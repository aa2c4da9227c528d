//! Skeleton input types: radius-tagged segments chained from a start point.

use super::branchlets::BranchletError;
use super::{Point3, Tolerance, Vec3};

/// One piece of a branchlet skeleton.
///
/// `direction` carries both orientation and length. `radius` is the cross-section
/// radius at the top of the segment.
#[derive(Debug, Clone, Copy, PartialEq)]
pub struct Segment {
    direction: Vec3,
    radius: f64,
}

impl Segment {
    #[must_use]
    pub const fn new(direction: Vec3, radius: f64) -> Self {
        Self { direction, radius }
    }

    #[must_use]
    pub const fn direction(&self) -> Vec3 {
        self.direction
    }

    #[must_use]
    pub const fn radius(&self) -> f64 {
        self.radius
    }

    #[must_use]
    pub fn length(&self) -> f64 {
        self.direction.length()
    }

    /// Unit direction scaled to the segment radius.
    pub(crate) fn radial_direction(&self) -> Vec3 {
        self.direction
            .normalized()
            .unwrap_or(Vec3::ZERO)
            .mul_scalar(self.radius)
    }
}

/// An ordered, non-empty chain of segments rooted at `start`.
#[derive(Debug, Clone, PartialEq)]
pub struct Skeleton {
    start: Point3,
    segments: Vec<Segment>,
}

impl Skeleton {
    /// Validate and wrap a segment chain.
    pub fn new(start: Point3, segments: Vec<Segment>) -> Result<Self, BranchletError> {
        validate_skeleton(start, &segments)?;
        Ok(Self { start, segments })
    }

    #[must_use]
    pub const fn start(&self) -> Point3 {
        self.start
    }

    #[must_use]
    pub fn segments(&self) -> &[Segment] {
        &self.segments
    }

    #[must_use]
    pub fn segment_count(&self) -> usize {
        self.segments.len()
    }

    /// Position of the skeleton tip (start plus every direction).
    #[must_use]
    pub fn tip(&self) -> Point3 {
        self.segments
            .iter()
            .fold(self.start, |p, seg| p.add_vec(seg.direction))
    }
}

/// Checks the preconditions every builder stage relies on.
///
/// Rejects empty chains, non-finite data, zero-length directions and non-positive radii.
pub(crate) fn validate_skeleton(start: Point3, segments: &[Segment]) -> Result<(), BranchletError> {
    if !start.is_finite() {
        return Err(BranchletError::NonFiniteInput);
    }
    if segments.is_empty() {
        return Err(BranchletError::EmptySkeleton);
    }

    let tol = Tolerance::ZERO_LENGTH;
    for (index, seg) in segments.iter().enumerate() {
        if !seg.direction.is_finite() || !seg.radius.is_finite() {
            return Err(BranchletError::NonFiniteSegment { index });
        }
        if tol.is_zero_vec3(seg.direction) {
            return Err(BranchletError::DegenerateSegment { index });
        }
        if seg.radius <= 0.0 {
            return Err(BranchletError::InvalidRadius { index });
        }
    }

    Ok(())
}
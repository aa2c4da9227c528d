use crate::geom::{
    EllipseAxes, JOINT_SLACK, JointFit, Point3, Segment, Tolerance, Vec3, fit_joint_ellipse,
    fit_segment_ellipse, merged_segment,
};

fn assert_vec_close(actual: Vec3, expected: Vec3) {
    assert!(
        Tolerance::LOOSE.approx_eq_vec3(actual, expected),
        "expected {expected:?}, got {actual:?}"
    );
}

#[test]
fn vertical_segment_gives_circle_in_xz_plane() {
    let seg = Segment::new(Vec3::new(0.0, 2.0, 0.0), 0.25);
    let EllipseAxes { major, minor } = fit_segment_ellipse(&seg);

    assert_vec_close(minor, Vec3::new(0.0, 0.0, 0.25));
    assert_vec_close(major, Vec3::new(0.25, 0.0, 0.0));
}

#[test]
fn segment_axes_are_perpendicular_and_radius_long() {
    let directions = [
        Vec3::new(1.0, 2.0, 3.0),
        Vec3::new(-0.5, 0.1, 4.0),
        Vec3::new(0.0, -1.0, 0.0),
        Vec3::new(3.0, 0.0, 0.0),
        Vec3::new(-2.0, 0.0005, 0.0),
    ];

    for direction in directions {
        let seg = Segment::new(direction, 0.4);
        let axes = fit_segment_ellipse(&seg);

        assert!((axes.major.length() - 0.4).abs() < 1e-9, "{direction:?}");
        assert!((axes.minor.length() - 0.4).abs() < 1e-9, "{direction:?}");
        assert!(axes.major.dot(axes.minor).abs() < 1e-9, "{direction:?}");
        assert!(axes.major.dot(direction).abs() < 1e-9, "{direction:?}");
        assert!(axes.minor.dot(direction).abs() < 1e-9, "{direction:?}");
    }
}

#[test]
fn segment_along_x_uses_y_reference() {
    let seg = Segment::new(Vec3::new(5.0, 0.0, 0.0), 1.0);
    let axes = fit_segment_ellipse(&seg);

    // X × Y = Z
    assert_vec_close(axes.minor, Vec3::Z);
    assert!(axes.major.is_finite());
    assert!((axes.major.length() - 1.0).abs() < 1e-9);
}

#[test]
fn right_angle_joint_is_mitered() {
    let bottom = Segment::new(Vec3::Y, 0.1);
    let top = Segment::new(Vec3::X, 0.1);
    let center = Point3::new(0.0, 1.0, 0.0);

    let (axes, fit) = fit_joint_ellipse(center, &bottom, &top);

    assert_eq!(fit, JointFit::Bisecting);
    assert_vec_close(axes.minor, Vec3::new(0.0, 0.0, 0.1));
    assert_vec_close(axes.major, Vec3::new(0.1, -0.1, 0.0));
}

#[test]
fn straight_joint_falls_back_to_merged_segment() {
    let bottom = Segment::new(Vec3::new(0.0, 1.0, 0.0), 0.3);
    let top = Segment::new(Vec3::new(0.0, 1.5, 0.0), 0.2);
    let center = Point3::new(0.0, 1.0, 0.0);

    let (axes, fit) = fit_joint_ellipse(center, &bottom, &top);

    assert_eq!(fit, JointFit::Merged);
    assert_eq!(axes, fit_segment_ellipse(&merged_segment(&bottom, &top)));
    assert!((axes.major.length() - 0.2).abs() < 1e-12);
}

#[test]
fn fallback_threshold_is_strict() {
    let bottom = Segment::new(Vec3::Y, 0.5);
    let threshold = 0.5 * JOINT_SLACK;
    let center = Point3::new(0.0, 1.0, 0.0);

    // The perpendicular reach of the top segment is its x component here.
    let short = Segment::new(Vec3::new(threshold - 1e-6, 1.0, 0.0), 0.4);
    let (_, fit) = fit_joint_ellipse(center, &bottom, &short);
    assert_eq!(fit, JointFit::Merged);

    let reaching = Segment::new(Vec3::new(threshold + 1e-6, 1.0, 0.0), 0.4);
    let (_, fit) = fit_joint_ellipse(center, &bottom, &reaching);
    assert_eq!(fit, JointFit::Bisecting);
}

#[test]
fn merged_segment_sums_directions_and_keeps_top_radius() {
    let bottom = Segment::new(Vec3::new(0.0, 1.0, 0.0), 0.3);
    let top = Segment::new(Vec3::new(0.1, 1.0, 0.0), 0.2);

    let merged = merged_segment(&bottom, &top);
    assert_vec_close(merged.direction(), Vec3::new(0.1, 2.0, 0.0));
    assert_eq!(merged.radius(), 0.2);
}

#[test]
fn opposed_segments_merge_to_bottom_direction() {
    let bottom = Segment::new(Vec3::Y, 0.3);
    let top = Segment::new(-Vec3::Y, 0.2);

    let merged = merged_segment(&bottom, &top);
    assert_eq!(merged.direction(), Vec3::Y);

    let (axes, fit) = fit_joint_ellipse(Point3::new(0.0, 1.0, 0.0), &bottom, &top);
    assert_eq!(fit, JointFit::Merged);
    assert!(axes.major.is_finite() && axes.minor.is_finite());
}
....................
WORK TO COMPLETE:
The lines holding the word "crate" are the answer. Find them in the entries and copy them.

ANSWER SECTION:
    pub(crate) fn radial_direction(&self) -> Vec3 {
pub(crate) fn validate_skeleton(start: Point3, segments: &[Segment]) -> Result<(), BranchletError> {
use crate::geom::{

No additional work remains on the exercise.